Twice in the past week I have received emails from readers asking “What are VOCs?” Seems I mention them quite often in my posts about toxic products but haven’t really covered what they are. Hopefully this post will remedy that and I can link to it in future articles when discussing VOCs.
Volatile Organic Compounds, according to the Environmental Protection Agency, are gasses emitted by certain solids or liquids. They are not made of one particular chemical but are instead from a variety of ingredients, each of which can have varying affects on the human body. These include benzene, perchloroethylene (used for dry cleaning), methylene chloride, and methyl tertiary butyl ether (MTBE). Not all VOCs are equal. Some are made in a laboratory and some occur naturally, and they are often found in paints, cleaning supplies, pesticides, lumber, electronics (computers, printers, etc), art supplies, and wallpaper. That’s not a full list; VOCs can be found anywhere and in tons of different products we all use every day.
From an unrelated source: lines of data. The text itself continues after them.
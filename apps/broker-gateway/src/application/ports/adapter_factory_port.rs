//! Adapter Factory Port
//!
//! The second entry point every broker plugin must provide: given an
//! authenticated session and a transport, build the broker's streaming
//! adapter.

use std::sync::Arc;

use crate::application::ports::{BrokerSession, Transport};
use crate::application::services::adapter::{AdapterSettings, StreamingAdapter};
use crate::domain::capability::CapabilityRegistry;

/// Builds streaming adapters for one broker.
pub trait AdapterFactory: Send + Sync {
    /// Streaming endpoint for an authenticated session.
    fn stream_url(&self, session: &BrokerSession) -> String;

    /// Capabilities of the adapters this factory builds.
    fn capabilities(&self) -> &CapabilityRegistry;

    /// Create a disconnected adapter bound to the session and transport.
    fn create(
        &self,
        session: BrokerSession,
        transport: Arc<dyn Transport>,
        settings: AdapterSettings,
    ) -> Arc<StreamingAdapter>;
}
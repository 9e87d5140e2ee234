//! Canonical Streaming Types
//!
//! The broker-neutral representation of streamed market data and order
//! updates. Every broker normalizer produces [`CanonicalEvent`]s; nothing
//! downstream ever sees a broker's native field names or codes.

use chrono::{DateTime, Utc};
use rust_decimal::Decimal;
use serde::{Deserialize, Serialize};

use super::subscription::SubscriptionKey;
use super::vocabulary::FeedType;

// =============================================================================
// Canonical Event
// =============================================================================

/// A normalized streaming event.
#[derive(Debug, Clone, PartialEq, Eq, Serialize, Deserialize)]
pub struct CanonicalEvent {
    /// Canonical exchange code.
    pub exchange: String,
    /// Trading symbol or broker instrument token.
    pub symbol: String,
    /// Feed that produced the event.
    pub feed_type: FeedType,
    /// Normalized payload.
    pub payload: EventPayload,
    /// Exchange timestamp, or receive time when the broker omits one.
    pub timestamp: DateTime<Utc>,
}

impl CanonicalEvent {
    /// Subscription this event belongs to.
    #[must_use]
    pub fn key(&self) -> SubscriptionKey {
        SubscriptionKey::new(&self.exchange, &self.symbol, self.feed_type)
    }

    /// Last traded price carried by the payload, if any.
    #[must_use]
    pub const fn last_price(&self) -> Option<Decimal> {
        match &self.payload {
            EventPayload::Ltp { ltp } => Some(*ltp),
            EventPayload::Quote(quote) => Some(quote.ltp),
            EventPayload::Depth(_) | EventPayload::OrderUpdate(_) => None,
        }
    }
}

// =============================================================================
// Payloads
// =============================================================================

/// Feed-specific body of a canonical event.
#[derive(Debug, Clone, PartialEq, Eq, Serialize, Deserialize)]
#[serde(tag = "kind", rename_all = "snake_case")]
pub enum EventPayload {
    /// Last traded price.
    Ltp {
        /// Last traded price.
        ltp: Decimal,
    },
    /// Top of book quote.
    Quote(QuotePayload),
    /// Order book snapshot.
    Depth(DepthPayload),
    /// Order lifecycle update.
    OrderUpdate(OrderUpdatePayload),
}

/// Top of book plus last trade.
#[derive(Debug, Clone, PartialEq, Eq, Serialize, Deserialize)]
pub struct QuotePayload {
    /// Last traded price.
    pub ltp: Decimal,
    /// Best bid price.
    pub bid: Option<Decimal>,
    /// Best ask price.
    pub ask: Option<Decimal>,
    /// Quantity at best bid, when reported.
    pub bid_qty: Option<u64>,
    /// Quantity at best ask, when reported.
    pub ask_qty: Option<u64>,
    /// Cumulative traded volume for the session, when reported.
    pub volume: Option<u64>,
}

/// One price level of an order book.
#[derive(Debug, Clone, Copy, PartialEq, Eq, Serialize, Deserialize)]
pub struct DepthLevel {
    /// Price.
    pub price: Decimal,
    /// Aggregate quantity.
    pub quantity: u64,
    /// Number of orders, when the broker reports it.
    pub orders: Option<u32>,
}

/// Order book snapshot, best level first.
#[derive(Debug, Clone, Default, PartialEq, Eq, Serialize, Deserialize)]
pub struct DepthPayload {
    /// Bid levels.
    pub bids: Vec<DepthLevel>,
    /// Ask levels.
    pub asks: Vec<DepthLevel>,
}

impl DepthPayload {
    /// Keep at most `levels` per side.
    #[must_use]
    pub fn truncated(mut self, levels: usize) -> Self {
        self.bids.truncate(levels);
        self.asks.truncate(levels);
        self
    }
}

/// Canonical order update.
#[derive(Debug, Clone, PartialEq, Eq, Serialize, Deserialize)]
pub struct OrderUpdatePayload {
    /// Broker order id.
    pub order_id: String,
    /// Broker status text, lowercased.
    pub status: String,
    /// Canonical product code, when reported.
    pub product: Option<String>,
    /// Canonical order type, when reported.
    pub order_type: Option<String>,
    /// Filled quantity so far, when reported.
    pub filled_qty: Option<u64>,
    /// Average fill price, when filled.
    pub average_price: Option<Decimal>,
}

// =============================================================================
// Tests
// =============================================================================
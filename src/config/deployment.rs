use anyhow::Context;
use bigdecimal::BigDecimal;
use rustc_hash::FxHashSet;

use super::config::{parse_threshold, DeploymentSettings, TokenSlot};
use crate::utils::normalize_address;

/// Maximum number of stablecoin pairs the native price oracle weighs.
pub const MAX_STABLECOIN_PAIRS: usize = 3;

/// A validated stablecoin/native pair reference.
#[derive(Debug, Clone, PartialEq, Eq)]
pub struct StablecoinPair {
    pub address: String,
    pub stable_slot: TokenSlot,
}

/// Ordered set of trusted tokens.
///
/// Order is search priority for price propagation; membership checks use
/// the hash set.
#[derive(Debug, Clone)]
pub struct Whitelist {
    ordered: Vec<String>,
    members: FxHashSet<String>,
}

impl Whitelist {
    pub fn new(tokens: Vec<String>) -> anyhow::Result<Self> {
        let mut members = FxHashSet::default();
        for token in &tokens {
            if !members.insert(token.clone()) {
                anyhow::bail!("Whitelist contains {} more than once", token);
            }
        }
        Ok(Self {
            ordered: tokens,
            members,
        })
    }

    pub fn contains(&self, token: &str) -> bool {
        self.members.contains(token)
    }

    /// Iterate in priority order.
    pub fn iter(&self) -> impl Iterator<Item = &str> {
        self.ordered.iter().map(String::as_str)
    }

    pub fn len(&self) -> usize {
        self.ordered.len()
    }

    pub fn is_empty(&self) -> bool {
        self.ordered.is_empty()
    }
}

/// Immutable, validated pricing configuration for one chain deployment.
///
/// All addresses are lowercase `0x` hex so they compare directly against
/// entity ids.
#[derive(Debug, Clone)]
pub struct Deployment {
    pub name: String,
    pub native_token: String,
    /// Stablecoin pairs in trust order. `None` keeps the position of a pair
    /// that does not exist on this chain yet.
    pub stablecoin_pairs: Vec<Option<StablecoinPair>>,
    pub whitelist: Whitelist,
    pub min_liquidity_native: BigDecimal,
    pub min_usd_new_pairs: BigDecimal,
    pub min_liquidity_providers: u64,
}

impl Deployment {
    /// Stablecoin pairs actually configured, in trust order.
    pub fn configured_stablecoin_pairs(&self) -> impl Iterator<Item = &StablecoinPair> {
        self.stablecoin_pairs.iter().flatten()
    }

    pub fn is_native(&self, token: &str) -> bool {
        self.native_token == token
    }

    pub fn is_whitelisted(&self, token: &str) -> bool {
        self.whitelist.contains(token)
    }
}

impl TryFrom<DeploymentSettings> for Deployment {
    type Error = anyhow::Error;

    fn try_from(raw: DeploymentSettings) -> anyhow::Result<Self> {
        let name = raw.name;
        let ctx = || format!("Invalid configuration for deployment '{}'", name);

        let native_token = normalize_address(&raw.native_token).with_context(ctx)?;

        // Empty addresses mark pairs that do not exist on this chain yet
        let stablecoin_pairs = raw
            .stablecoin_pairs
            .into_iter()
            .map(|p| -> anyhow::Result<Option<StablecoinPair>> {
                if p.address.trim().is_empty() {
                    return Ok(None);
                }
                Ok(Some(StablecoinPair {
                    address: normalize_address(&p.address)?,
                    stable_slot: p.stable_slot,
                }))
            })
            .collect::<anyhow::Result<Vec<_>>>()
            .with_context(ctx)?;

        let configured = stablecoin_pairs.iter().flatten().count();
        if configured > MAX_STABLECOIN_PAIRS {
            anyhow::bail!(
                "Deployment '{}' lists {} stablecoin pairs, at most {} are supported",
                name,
                configured,
                MAX_STABLECOIN_PAIRS
            );
        }

        let tokens = raw
            .whitelist
            .iter()
            .map(|t| normalize_address(t))
            .collect::<anyhow::Result<Vec<_>>>()
            .with_context(ctx)?;
        let whitelist = Whitelist::new(tokens).with_context(ctx)?;
        if whitelist.is_empty() {
            anyhow::bail!("Deployment '{}' has an empty whitelist", name);
        }

        let min_liquidity_native =
            parse_threshold("min_liquidity_native", &raw.min_liquidity_native).with_context(ctx)?;
        let min_usd_new_pairs =
            parse_threshold("min_usd_new_pairs", &raw.min_usd_new_pairs).with_context(ctx)?;

        Ok(Self {
            name,
            native_token,
            stablecoin_pairs,
            whitelist,
            min_liquidity_native,
            min_usd_new_pairs,
            min_liquidity_providers: raw.min_liquidity_providers,
        })
    }
}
The EPA has found that indoor concentrations of VOCs can be 2 to 5 times greater than those found outdoors, and can even be up to 1,000 times greater. Exposure can result in respiratory tract irritation, headaches, nausea, central nervous system disruptions, damage to internal organs, and dizziness. Some VOCs cause cancer in animals, meaning that they probably cause cancer in us humans, too.
While VOCs are regulated to some degree, as with everything else it’s up to us to reduce our exposure to these toxic chemicals whenever possible. The most important thing you can do is to ventilate spaces when knowingly working with products which emit VOCs. This includes opening windows, working outdoors, not storing closed containers in your home, and using fans to circulate fresh air. You can go one step further and look into plants that clean the air inside your home as well as always use a nontoxic or no/low-VOC alternative if you can.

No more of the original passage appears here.